Goal of the exercise - Where in the records does the word "configuration" occur? Copy each line in which it does.
___ Available data ___
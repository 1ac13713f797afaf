//! Application execution logic.
//!
//! This module provisions the configured adapter, reports the result,
//! optionally holds the adapter up until Ctrl+C and tears it down.

use std::future::Future;
use std::io;

use thiserror::Error;

use adapterctl::adapter::DriverBackend;
use adapterctl::config::ValidatedConfig;
use adapterctl::interface::InterfaceTable;
use adapterctl::provision::{ProvisionError, ProvisionReport, Provisioner};

#[cfg(windows)]
use adapterctl::adapter::AdapterManager;
#[cfg(windows)]
use adapterctl::adapter::platform::{DriverLoadError, PlatformDriver};
#[cfg(windows)]
use adapterctl::interface::InterfaceConfigurator;
#[cfg(windows)]
use adapterctl::interface::platform::PlatformTable;

#[cfg(test)]
#[path = "run_tests.rs"]
mod tests;

/// Error type for runtime execution failures.
#[derive(Debug, Error)]
pub enum RunError {
    /// Failed to load the driver library.
    #[cfg(windows)]
    #[error("Failed to load driver: {0}")]
    DriverLoad(#[source] DriverLoadError),

    /// A provisioning stage failed.
    #[error("Provisioning failed: {0}")]
    Provision(#[from] ProvisionError),

    /// Failed to wait for the shutdown signal.
    #[error("Failed to wait for Ctrl+C: {0}")]
    Signal(#[source] io::Error),

    /// Failed to render the JSON report.
    #[error("Failed to serialize report: {0}")]
    Report(#[source] serde_json::Error),

    /// No driver backend exists for this platform.
    #[cfg(not(windows))]
    #[error("Virtual adapters are not supported on this platform")]
    UnsupportedPlatform,
}

/// Executes the application.
///
/// Loads the driver once, then hands over to [`provision_and_report`].
///
/// # Errors
///
/// Returns an error if:
/// - The driver library cannot be loaded
/// - Any provisioning stage fails
/// - Waiting for Ctrl+C fails while holding
///
/// # Coverage Note
///
/// This function is excluded from coverage because it requires:
/// - The Wintun driver and administrator rights
/// - Real async runtime with signal handling
#[cfg(not(tarpaulin_include))]
#[cfg(windows)]
pub async fn execute(config: ValidatedConfig) -> Result<(), RunError> {
    let driver = PlatformDriver::load(&config.library).map_err(RunError::DriverLoad)?;
    if let Some((major, minor)) = driver.running_version() {
        tracing::info!("Wintun driver {major}.{minor}");
    }

    let provisioner = Provisioner::new(
        AdapterManager::new(driver),
        InterfaceConfigurator::new(PlatformTable::new(), config.family),
    );

    provision_and_report(&provisioner, &config, shutdown_signal()).await
}

/// Non-Windows stub: there is no driver backend to load.
#[cfg(not(tarpaulin_include))]
#[cfg(not(windows))]
#[allow(clippy::unused_async)] // same signature on every platform
pub async fn execute(config: ValidatedConfig) -> Result<(), RunError> {
    tracing::debug!(library = %config.library.display(), "No driver backend on this platform");
    Err(RunError::UnsupportedPlatform)
}

/// Provisions the adapter, prints the report and releases the adapter.
///
/// When `config.hold` is set, the adapter stays up until `shutdown`
/// completes. The adapter is released on every path.
#[cfg_attr(not(windows), allow(dead_code))]
async fn provision_and_report<D, T, S>(
    provisioner: &Provisioner<D, T>,
    config: &ValidatedConfig,
    shutdown: S,
) -> Result<(), RunError>
where
    D: DriverBackend,
    T: InterfaceTable,
    S: Future<Output = io::Result<()>>,
{
    let provisioned = provisioner.provision(&config.request, &config.settings)?;

    println!("{}", render_report(&provisioned.report(), config.json)?);

    if config.hold {
        tracing::info!("Adapter is up, press Ctrl+C to release it");
        // On error `provisioned` is dropped, which releases the adapter.
        shutdown.await.map_err(RunError::Signal)?;
        tracing::info!("Shutdown signal received, releasing adapter...");
    }

    provisioner.teardown(provisioned)?;
    Ok(())
}

/// Renders the report as text or pretty JSON.
#[cfg_attr(not(windows), allow(dead_code))]
fn render_report(report: &ProvisionReport, json: bool) -> Result<String, RunError> {
    if json {
        serde_json::to_string_pretty(report).map_err(RunError::Report)
    } else {
        Ok(report.to_string())
    }
}

/// Returns a future that completes when Ctrl+C is pressed.
///
/// Excluded from coverage - requires OS signal handling.
#[cfg(not(tarpaulin_include))]
#[cfg(windows)]
async fn shutdown_signal() -> io::Result<()> {
    tokio::signal::ctrl_c().await
}
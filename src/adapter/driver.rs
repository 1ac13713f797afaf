//! Driver backend abstraction.

use super::{AdapterIdentity, AdapterName, TypeTag};
use crate::native::NativeCode;

/// Result of a successful native adapter creation.
#[derive(Debug)]
pub struct CreatedAdapter<H> {
    /// Native handle, owned by the caller from now on.
    pub handle: H,
    /// Identity tag the driver actually allocated.
    pub allocated: TypeTag,
}

/// Native virtual-adapter driver.
///
/// # Design
///
/// - The driver is loaded once at startup and injected into
///   [`AdapterManager`](super::AdapterManager), never located implicitly
/// - Enables substituting a fake driver in tests
/// - Implementations report failures as raw [`NativeCode`]s; the manager
///   turns them into typed errors
///
/// # Thread Safety
///
/// Different handles may be used from different threads. A single handle is
/// never used concurrently; the manager's ownership model guarantees it.
pub trait DriverBackend: Send + Sync {
    /// Native adapter handle type.
    type Handle: Send;

    /// Creates an adapter.
    ///
    /// # Errors
    ///
    /// Returns the driver's native error code if creation fails. No handle
    /// may be leaked on failure.
    fn create_adapter(
        &self,
        name: &AdapterName,
        tunnel_type: TypeTag,
        requested: Option<TypeTag>,
    ) -> Result<CreatedAdapter<Self::Handle>, NativeCode>;

    /// Closes an adapter, consuming its handle.
    ///
    /// # Errors
    ///
    /// Returns the native error code if the driver reports a failure. The
    /// handle is gone either way.
    fn close_adapter(&self, handle: Self::Handle) -> Result<(), NativeCode>;

    /// Queries the interface LUID of a live adapter.
    ///
    /// # Errors
    ///
    /// Returns the native error code if the query fails.
    fn adapter_luid(&self, handle: &Self::Handle) -> Result<AdapterIdentity, NativeCode>;
}
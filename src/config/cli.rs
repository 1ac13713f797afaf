//! CLI argument parsing using clap.
//!
//! Defines the command-line interface with all options and subcommands.

use std::path::PathBuf;

use clap::{Parser, Subcommand, ValueEnum};

use crate::interface::AddressFamily;

/// adapterctl: virtual network adapter provisioning
///
/// Creates a Wintun adapter, configures its IP interface, reports the
/// result and releases the adapter.
#[derive(Debug, Parser)]
#[command(name = "adapterctl")]
#[command(version, about, long_about = None)]
pub struct Cli {
    /// Subcommand to run
    #[command(subcommand)]
    pub command: Option<Command>,

    /// Adapter name (required for run mode)
    #[arg(long, global = true)]
    pub name: Option<String>,

    /// Tunnel type GUID, e.g. {5A1F6A3C-8E2B-4F1D-9C07-3B6D2E4A5F10}
    #[arg(long = "tunnel-type", value_name = "GUID")]
    pub tunnel_type: Option<String>,

    /// Requested adapter GUID (generated when omitted)
    #[arg(long, value_name = "GUID")]
    pub guid: Option<String>,

    /// Interface MTU in bytes
    #[arg(long)]
    pub mtu: Option<u32>,

    /// Interface route metric (disables automatic metric)
    #[arg(long)]
    pub metric: Option<u32>,

    /// Address family of the interface record to configure
    #[arg(long, value_enum)]
    pub family: Option<FamilyArg>,

    /// Path to wintun.dll
    #[arg(long, value_name = "PATH")]
    pub library: Option<PathBuf>,

    /// Keep the adapter up until Ctrl+C
    #[arg(long)]
    pub hold: bool,

    /// Print the result as JSON
    #[arg(long)]
    pub json: bool,

    /// Path to configuration file
    #[arg(long, short)]
    pub config: Option<PathBuf>,

    /// Enable verbose logging
    #[arg(long, short)]
    pub verbose: bool,
}

/// Subcommands for adapterctl
#[derive(Debug, Subcommand)]
pub enum Command {
    /// Generate a default configuration file
    Init {
        /// Output path for the configuration file
        #[arg(long, short, default_value = "adapterctl.toml")]
        output: PathBuf,
    },
}

/// Address family argument for CLI parsing
#[derive(Debug, Clone, Copy, PartialEq, Eq, ValueEnum)]
pub enum FamilyArg {
    /// Configure the IPv4 interface record
    #[value(name = "ipv4")]
    V4,
    /// Configure the IPv6 interface record
    #[value(name = "ipv6")]
    V6,
}

impl From<FamilyArg> for AddressFamily {
    fn from(arg: FamilyArg) -> Self {
        match arg {
            FamilyArg::V4 => Self::Ipv4,
            FamilyArg::V6 => Self::Ipv6,
        }
    }
}

impl Cli {
    /// Parses CLI arguments from the command line.
    #[must_use]
    pub fn parse_args() -> Self {
        Self::parse()
    }

    /// Parses CLI arguments from an iterator (useful for testing).
    pub fn parse_from_iter<I, T>(iter: I) -> Self
    where
        I: IntoIterator<Item = T>,
        T: Into<std::ffi::OsString> + Clone,
    {
        Self::parse_from(iter)
    }
}
//! Platform-specific interface table implementations.
//!
//! # Platform Support
//!
//! - **Windows**: `MIB_IPINTERFACE_ROW` via the IP Helper API.

#[cfg(windows)]
mod windows;

#[cfg(windows)]
pub use windows::IpHelperTable;

// Re-export platform-specific table as PlatformTable for convenience
#[cfg(windows)]
pub use windows::IpHelperTable as PlatformTable;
___
Solution to this exercise -
    /// Path to configuration file
    /// Generate a default configuration file
        /// Output path for the configuration file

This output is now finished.